WHAT YOU WILL DO =>
Sort through the material below and copy each line with "WrongPassword".

MATERIAL SUPPLIED =>

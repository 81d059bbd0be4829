use async_trait::async_trait;
use bytes::Bytes;

use crate::commands::executable::{Context, Executable};
use crate::commands::{CommandParser, CommandParserError};
use crate::frame::Frame;
use crate::Error;

/// Select the Redis logical database having the specified zero-based numeric index. New
/// connections always use the database 0.
///
/// Ref: <https://redis.io/docs/latest/commands/select/>
#[derive(Debug, PartialEq)]
pub struct Select {
    pub index: i64,
}

#[async_trait]
impl Executable for Select {
    async fn exec(self, ctx: &mut Context<'_>) -> Result<Frame, Error> {
        let index = usize::try_from(self.index)
            .ok()
            .filter(|index| *index < ctx.dispatcher.keyspace().len())
            .ok_or_else(|| CommandParserError::invalid("DB index is out of range"))?;

        ctx.session.db = index;

        Ok(Frame::ok())
    }
}

impl TryFrom<&mut CommandParser> for Select {
    type Error = Error;

    fn try_from(parser: &mut CommandParser) -> Result<Self, Self::Error> {
        let index = parser.next_integer()?;

        Ok(Self { index })
    }
}
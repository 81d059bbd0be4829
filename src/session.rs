use std::net::{Ipv4Addr, SocketAddr};
use uuid::Uuid;

/// Per-connection state. Commands from one connection run sequentially, so the session is owned
/// by the connection task and handed to each command by mutable reference.
#[derive(Debug)]
pub struct Session {
    pub id: Uuid,
    /// Numeric id reported by `CLIENT ID`.
    pub client_id: u64,
    pub addr: SocketAddr,
    pub name: Option<String>,
    /// Reported by the client through `CLIENT SETINFO`.
    pub lib_name: Option<String>,
    pub lib_ver: Option<String>,
    pub authenticated: bool,
    /// Index of the selected logical database.
    pub db: usize,
    /// Set by `MONITOR`, the connection switches to monitor mode after replying.
    pub monitor: bool,
    /// Set by `QUIT`, the connection closes after replying.
    pub quit: bool,
    pub commands_processed: u64,
    pub bytes_read: u64,
    pub bytes_written: u64,
}

impl Session {
    pub fn new(client_id: u64, addr: SocketAddr) -> Self {
        Self {
            id: Uuid::new_v4(),
            client_id,
            addr,
            name: None,
            lib_name: None,
            lib_ver: None,
            authenticated: false,
            db: 0,
            monitor: false,
            quit: false,
            commands_processed: 0,
            bytes_read: 0,
            bytes_written: 0,
        }
    }
}

impl Default for Session {
    fn default() -> Self {
        Self::new(0, SocketAddr::from((Ipv4Addr::LOCALHOST, 0)))
    }
}
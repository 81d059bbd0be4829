use async_trait::async_trait;

use crate::dispatcher::Dispatcher;
use crate::frame::Frame;
use crate::keyspace::Database;
use crate::session::Session;
use crate::Error;

/// What a command runs against: the calling connection's session and the shared server state.
pub struct Context<'a> {
    pub session: &'a mut Session,
    pub dispatcher: &'a Dispatcher,
}

impl<'a> Context<'a> {
    /// The database selected by the session.
    pub fn db(&self) -> &'a Database {
        let dispatcher: &'a Dispatcher = self.dispatcher;
        dispatcher.keyspace().database(self.session.db)
    }
}

#[async_trait]
pub trait Executable {
    async fn exec(self, ctx: &mut Context<'_>) -> Result<Frame, Error>;
}
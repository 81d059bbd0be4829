use std::net::SocketAddr;
use std::sync::atomic::{AtomicU64, AtomicUsize, Ordering};
use std::sync::Arc;
use std::time::{Duration, Instant};
use thiserror::Error as ThisError;
use tracing::{debug, error};

use crate::backend::{Backend, MemoryBackend};
use crate::commands::executable::{Context, Executable};
use crate::commands::registry::Registry;
use crate::commands::{Command, CommandParser, CommandParserError};
use crate::config::Config;
use crate::frame::Frame;
use crate::keyspace::{Keyspace, StoreError};
use crate::monitor::{self, Monitors};
use crate::session::Session;
use crate::Error;

#[derive(Debug, ThisError, PartialEq)]
pub enum AuthError {
    #[error("NOAUTH Authentication required.")]
    Required,
    #[error("WRONGPASS invalid username-password pair or user is disabled.")]
    WrongPassword,
    #[error("ERR AUTH <password> called without any password configured for the default user. Are you sure your configuration is correct?")]
    NoPasswordConfigured,
}

/// Server state shared by every connection: the command registry, the keyspace and the monitor
/// registry. Requests go through [`Dispatcher::dispatch`], which turns any failure into an error
/// reply so a connection never dies because of a command.
pub struct Dispatcher {
    registry: Registry,
    keyspace: Keyspace,
    monitors: Monitors,
    password: Option<String>,
    port: u16,
    started_at: Instant,
    next_client_id: AtomicU64,
    connected_clients: AtomicUsize,
    total_commands: AtomicU64,
}

impl Dispatcher {
    pub fn new(config: &Config, backend: Arc<dyn Backend>) -> Self {
        Self {
            registry: Registry::new(),
            keyspace: Keyspace::new(backend, &config.namespace, config.databases),
            monitors: Monitors::default(),
            password: config.password.clone(),
            port: config.port,
            started_at: Instant::now(),
            next_client_id: AtomicU64::new(1),
            connected_clients: AtomicUsize::new(0),
            total_commands: AtomicU64::new(0),
        }
    }

    pub fn keyspace(&self) -> &Keyspace {
        &self.keyspace
    }

    pub fn registry(&self) -> &Registry {
        &self.registry
    }

    pub fn monitors(&self) -> &Monitors {
        &self.monitors
    }

    pub fn port(&self) -> u16 {
        self.port
    }

    pub fn uptime(&self) -> Duration {
        self.started_at.elapsed()
    }

    pub fn connected_clients(&self) -> usize {
        self.connected_clients.load(Ordering::Relaxed)
    }

    pub fn total_connections(&self) -> u64 {
        self.next_client_id.load(Ordering::Relaxed) - 1
    }

    pub fn total_commands(&self) -> u64 {
        self.total_commands.load(Ordering::Relaxed)
    }

    /// Registers a new connection. Without a configured password every session starts
    /// authenticated.
    pub fn open_session(&self, addr: SocketAddr) -> Session {
        let client_id = self.next_client_id.fetch_add(1, Ordering::Relaxed);
        self.connected_clients.fetch_add(1, Ordering::Relaxed);

        let mut session = Session::new(client_id, addr);
        session.authenticated = self.password.is_none();
        session
    }

    pub fn close_session(&self, session: &Session) {
        self.connected_clients.fetch_sub(1, Ordering::Relaxed);
        self.monitors.remove(&session.id);
    }

    pub fn authenticate(&self, password: &str) -> Result<(), AuthError> {
        match &self.password {
            None => Err(AuthError::NoPasswordConfigured),
            Some(expected) if expected == password => Ok(()),
            Some(_) => Err(AuthError::WrongPassword),
        }
    }

    /// Runs one request and returns its reply.
    pub async fn dispatch(&self, frame: Frame, session: &mut Session) -> Frame {
        session.commands_processed += 1;
        self.total_commands.fetch_add(1, Ordering::Relaxed);

        match self.try_dispatch(frame, session).await {
            Ok(reply) => reply,
            Err(err) => error_reply(err),
        }
    }

    async fn try_dispatch(&self, frame: Frame, session: &mut Session) -> Result<Frame, Error> {
        let mut parser = CommandParser::try_from(frame)?;
        let def = self.registry.lookup(&mut parser)?;

        if self.password.is_some() && !session.authenticated && def.name != "auth" {
            return Err(AuthError::Required.into());
        }

        if !def.check_arity(parser.argc()) {
            return Err(parser.wrong_arity().into());
        }

        // Keep the raw arguments around for monitors, the parser consumes them.
        let args = (!def.is_admin() && !def.skip_monitor() && !self.monitors.is_empty())
            .then(|| parser.args().to_vec());
        let db = session.db;

        let command = def.parse(&mut parser)?;
        debug!(command = def.name, "executing command");

        let started_at = Instant::now();
        let reply = self.execute(command, session).await;
        self.registry.record(def.name, started_at.elapsed());
        let reply = reply?;

        if let Some(args) = args {
            self.monitors
                .broadcast(monitor::format_line(db, &session.addr, &args));
        }

        Ok(reply)
    }

    /// Executes an already parsed command, skipping the registry checks.
    pub async fn execute(&self, command: Command, session: &mut Session) -> Result<Frame, Error> {
        let mut ctx = Context {
            session,
            dispatcher: self,
        };
        command.exec(&mut ctx).await
    }
}

impl Default for Dispatcher {
    /// A dispatcher over a fresh in-memory backend. Must be called within a Tokio runtime.
    fn default() -> Self {
        Self::new(&Config::default(), Arc::new(MemoryBackend::new()))
    }
}

/// Typed errors carry the exact reply text, anything else is unexpected and gets logged.
fn error_reply(err: Error) -> Frame {
    if let Some(err) = err.downcast_ref::<CommandParserError>() {
        return Frame::Error(err.to_string());
    }
    if let Some(err) = err.downcast_ref::<AuthError>() {
        return Frame::Error(err.to_string());
    }
    if let Some(err) = err.downcast_ref::<StoreError>() {
        if let StoreError::Backend(backend_err) = err {
            error!(error = %backend_err, "backend failure");
        }
        return Frame::Error(err.to_string());
    }

    error!(error = %err, "command failed");
    Frame::Error(format!("ERR {}", err))
}
use async_trait::async_trait;
use bytes::Bytes;

use crate::commands::executable::{Context, Executable};
use crate::commands::sunionstore::store;
use crate::commands::CommandParser;
use crate::frame::Frame;
use crate::utils::sets;
use crate::Error;

/// This command is equal to SDIFF, but instead of returning the resulting set, it is stored in
/// destination. If destination already exists, it is overwritten.
///
/// Ref: <https://redis.io/docs/latest/commands/sdiffstore/>
#[derive(Debug, PartialEq)]
pub struct SdiffStore {
    pub destination: Bytes,
    pub keys: Vec<Bytes>,
}

#[async_trait]
impl Executable for SdiffStore {
    async fn exec(self, ctx: &mut Context<'_>) -> Result<Frame, Error> {
        let members = sets::difference(ctx.db().sets.members_of(&self.keys).await?);

        store(ctx, &self.destination, members).await
    }
}

impl TryFrom<&mut CommandParser> for SdiffStore {
    type Error = Error;

    fn try_from(parser: &mut CommandParser) -> Result<Self, Self::Error> {
        let destination = parser.next_bytes()?;
        let keys = parser.remaining();

        Ok(Self { destination, keys })
    }
}
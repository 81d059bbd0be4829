use async_trait::async_trait;
use bytes::Bytes;

use crate::commands::executable::{Context, Executable};
use crate::commands::CommandParser;
use crate::frame::Frame;
use crate::Error;

/// Returns if member is a member of the set stored at key.
///
/// Ref: <https://redis.io/docs/latest/commands/sismember/>
#[derive(Debug, PartialEq)]
pub struct Sismember {
    pub key: Bytes,
    pub member: Bytes,
}

#[async_trait]
impl Executable for Sismember {
    async fn exec(self, ctx: &mut Context<'_>) -> Result<Frame, Error> {
        let is_member = ctx.db().sets.is_member(&self.key, &self.member).await?;

        Ok(Frame::Integer(is_member as i64))
    }
}

impl TryFrom<&mut CommandParser> for Sismember {
    type Error = Error;

    fn try_from(parser: &mut CommandParser) -> Result<Self, Self::Error> {
        let key = parser.next_bytes()?;
        let member = parser.next_bytes()?;

        Ok(Self { key, member })
    }
}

FINISHED TASK =>
    WrongPassword,
            Some(_) => Err(AuthError::WrongPassword),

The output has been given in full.